## Problem statement
Return the following entries exactly, word for word.

-*-*-

//! # RDS Instance
//!
//! ApsaraDB RDS instance managed resource.

use super::{impl_managed, ManagedStatus, ResourceSpec};
use kube::CustomResource;
use schemars::JsonSchema;
use serde::{Deserialize, Serialize};

/// An ApsaraDB RDS database instance
///
/// # Example
///
/// ```yaml
/// apiVersion: database.alibaba.crossplane.io/v1alpha1
/// kind: RDSInstance
/// metadata:
///   name: example-postgres
/// spec:
///   forProvider:
///     engine: PostgreSQL
///     engineVersion: "10.0"
///     dbInstanceClass: rds.pg.s1.small
///     dbInstanceStorageInGB: 20
///     securityIPList: 0.0.0.0/0
///     masterUsername: test
///   writeConnectionSecretToRef:
///     name: example-postgres-conn
///     namespace: default
/// ```
#[derive(CustomResource, Debug, Clone, PartialEq, Deserialize, Serialize, JsonSchema)]
#[kube(
    group = "database.alibaba.crossplane.io",
    version = "v1alpha1",
    kind = "RDSInstance",
    category = "crossplane",
    category = "managed",
    category = "alibaba",
    status = "RDSInstanceStatus",
    printcolumn = r#"{"name":"STATUS", "type":"string", "jsonPath":".status.atProvider.dbInstanceStatus"}"#,
    printcolumn = r#"{"name":"ENGINE", "type":"string", "jsonPath":".spec.forProvider.engine"}"#,
    printcolumn = r#"{"name":"VERSION", "type":"string", "jsonPath":".spec.forProvider.engineVersion"}"#,
    printcolumn = r#"{"name":"AGE", "type":"date", "jsonPath":".metadata.creationTimestamp"}"#
)]
#[serde(rename_all = "camelCase")]
pub struct RDSInstanceSpec {
    #[serde(flatten)]
    pub resource_spec: ResourceSpec,
    pub for_provider: RDSInstanceParameters,
}

/// Desired state of an RDS instance
#[derive(Debug, Clone, Default, PartialEq, Deserialize, Serialize, JsonSchema)]
#[serde(rename_all = "camelCase")]
pub struct RDSInstanceParameters {
    /// Database engine, e.g. MySQL or PostgreSQL
    pub engine: String,
    pub engine_version: String,
    /// Instance type, e.g. `rds.mysql.t1.small`
    #[serde(default, rename = "dbInstanceClass")]
    pub db_instance_class: String,
    #[serde(default, rename = "dbInstanceStorageInGB")]
    pub db_instance_storage_in_gb: i32,
    /// Comma separated list of IPs or CIDR blocks allowed to connect
    #[serde(default, rename = "securityIPList")]
    pub security_ip_list: String,
    /// Name of the account bootstrapped once the instance is running
    pub master_username: String,
    #[serde(default, skip_serializing_if = "Option::is_none")]
    pub db_instance_storage_type: Option<String>,
    /// Postpaid or Prepaid
    #[serde(default, skip_serializing_if = "Option::is_none")]
    pub pay_type: Option<String>,
    #[serde(default, skip_serializing_if = "Option::is_none")]
    pub zone_id: Option<String>,
    /// Classic or VPC
    #[serde(default, skip_serializing_if = "Option::is_none")]
    pub instance_network_type: Option<String>,
    #[serde(default, rename = "vpcID", skip_serializing_if = "Option::is_none")]
    pub vpc_id: Option<String>,
    #[serde(default, rename = "vSwitchID", skip_serializing_if = "Option::is_none")]
    pub vswitch_id: Option<String>,
    /// Allocate an Internet endpoint once the instance is running
    #[serde(default, skip_serializing_if = "Option::is_none")]
    pub public_connection: Option<PublicConnection>,
}

/// Internet-facing connection string requested for a database instance
#[derive(Debug, Clone, Default, PartialEq, Eq, Deserialize, Serialize, JsonSchema)]
#[serde(rename_all = "camelCase")]
pub struct PublicConnection {
    /// Prefix of the public connection string, e.g. `mydb` for `mydb.mysql.rds.aliyuncs.com`
    pub connection_string_prefix: String,
    /// Port of the public connection
    #[serde(default, skip_serializing_if = "Option::is_none")]
    pub port: Option<String>,
}

/// Observed state of an RDS instance
#[derive(Debug, Clone, Default, PartialEq, Deserialize, Serialize, JsonSchema)]
#[serde(rename_all = "camelCase")]
pub struct RDSInstanceObservation {
    #[serde(default, rename = "dbInstanceStatus")]
    pub db_instance_status: String,
    #[serde(default, rename = "dbInstanceID")]
    pub db_instance_id: String,
    #[serde(default, skip_serializing_if = "Option::is_none")]
    pub creation_time: Option<String>,
    /// The master account has been created
    #[serde(default)]
    pub account_ready: bool,
    /// The requested public connection has been allocated
    #[serde(default)]
    pub connection_ready: bool,
}

pub type RDSInstanceStatus = ManagedStatus<RDSInstanceObservation>;

impl_managed!(RDSInstance, RDSInstanceObservation);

-*-*-

## Problem solution
//! # RDS Instance
//!
//! ApsaraDB RDS instance managed resource.

use super::{impl_managed, ManagedStatus, ResourceSpec};
use kube::CustomResource;
use schemars::JsonSchema;
use serde::{Deserialize, Serialize};

/// An ApsaraDB RDS database instance
///
/// # Example
///
/// ```yaml
/// apiVersion: database.alibaba.crossplane.io/v1alpha1
/// kind: RDSInstance
/// metadata:
///   name: example-postgres
/// spec:
///   forProvider:
///     engine: PostgreSQL
///     engineVersion: "10.0"
///     dbInstanceClass: rds.pg.s1.small
///     dbInstanceStorageInGB: 20
///     securityIPList: 0.0.0.0/0
///     masterUsername: test
///   writeConnectionSecretToRef:
///     name: example-postgres-conn
///     namespace: default
/// ```
#[derive(CustomResource, Debug, Clone, PartialEq, Deserialize, Serialize, JsonSchema)]
#[kube(
    group = "database.alibaba.crossplane.io",
    version = "v1alpha1",
    kind = "RDSInstance",
    category = "crossplane",
    category = "managed",
    category = "alibaba",
    status = "RDSInstanceStatus",
    printcolumn = r#"{"name":"STATUS", "type":"string", "jsonPath":".status.atProvider.dbInstanceStatus"}"#,
    printcolumn = r#"{"name":"ENGINE", "type":"string", "jsonPath":".spec.forProvider.engine"}"#,
    printcolumn = r#"{"name":"VERSION", "type":"string", "jsonPath":".spec.forProvider.engineVersion"}"#,
    printcolumn = r#"{"name":"AGE", "type":"date", "jsonPath":".metadata.creationTimestamp"}"#
)]
#[serde(rename_all = "camelCase")]
pub struct RDSInstanceSpec {
    #[serde(flatten)]
    pub resource_spec: ResourceSpec,
    pub for_provider: RDSInstanceParameters,
}

/// Desired state of an RDS instance
#[derive(Debug, Clone, Default, PartialEq, Deserialize, Serialize, JsonSchema)]
#[serde(rename_all = "camelCase")]
pub struct RDSInstanceParameters {
    /// Database engine, e.g. MySQL or PostgreSQL
    pub engine: String,
    pub engine_version: String,
    /// Instance type, e.g. `rds.mysql.t1.small`
    #[serde(default, rename = "dbInstanceClass")]
    pub db_instance_class: String,
    #[serde(default, rename = "dbInstanceStorageInGB")]
    pub db_instance_storage_in_gb: i32,
    /// Comma separated list of IPs or CIDR blocks allowed to connect
    #[serde(default, rename = "securityIPList")]
    pub security_ip_list: String,
    /// Name of the account bootstrapped once the instance is running
    pub master_username: String,
    #[serde(default, skip_serializing_if = "Option::is_none")]
    pub db_instance_storage_type: Option<String>,
    /// Postpaid or Prepaid
    #[serde(default, skip_serializing_if = "Option::is_none")]
    pub pay_type: Option<String>,
    #[serde(default, skip_serializing_if = "Option::is_none")]
    pub zone_id: Option<String>,
    /// Classic or VPC
    #[serde(default, skip_serializing_if = "Option::is_none")]
    pub instance_network_type: Option<String>,
    #[serde(default, rename = "vpcID", skip_serializing_if = "Option::is_none")]
    pub vpc_id: Option<String>,
    #[serde(default, rename = "vSwitchID", skip_serializing_if = "Option::is_none")]
    pub vswitch_id: Option<String>,
    /// Allocate an Internet endpoint once the instance is running
    #[serde(default, skip_serializing_if = "Option::is_none")]
    pub public_connection: Option<PublicConnection>,
}

/// Internet-facing connection string requested for a database instance
#[derive(Debug, Clone, Default, PartialEq, Eq, Deserialize, Serialize, JsonSchema)]
#[serde(rename_all = "camelCase")]
pub struct PublicConnection {
    /// Prefix of the public connection string, e.g. `mydb` for `mydb.mysql.rds.aliyuncs.com`
    pub connection_string_prefix: String,
    /// Port of the public connection
    #[serde(default, skip_serializing_if = "Option::is_none")]
    pub port: Option<String>,
}

/// Observed state of an RDS instance
#[derive(Debug, Clone, Default, PartialEq, Deserialize, Serialize, JsonSchema)]
#[serde(rename_all = "camelCase")]
pub struct RDSInstanceObservation {
    #[serde(default, rename = "dbInstanceStatus")]
    pub db_instance_status: String,
    #[serde(default, rename = "dbInstanceID")]
    pub db_instance_id: String,
    #[serde(default, skip_serializing_if = "Option::is_none")]
    pub creation_time: Option<String>,
    /// The master account has been created
    #[serde(default)]
    pub account_ready: bool,
    /// The requested public connection has been allocated
    #[serde(default)]
    pub connection_ready: bool,
}

pub type RDSInstanceStatus = ManagedStatus<RDSInstanceObservation>;

impl_managed!(RDSInstance, RDSInstanceObservation);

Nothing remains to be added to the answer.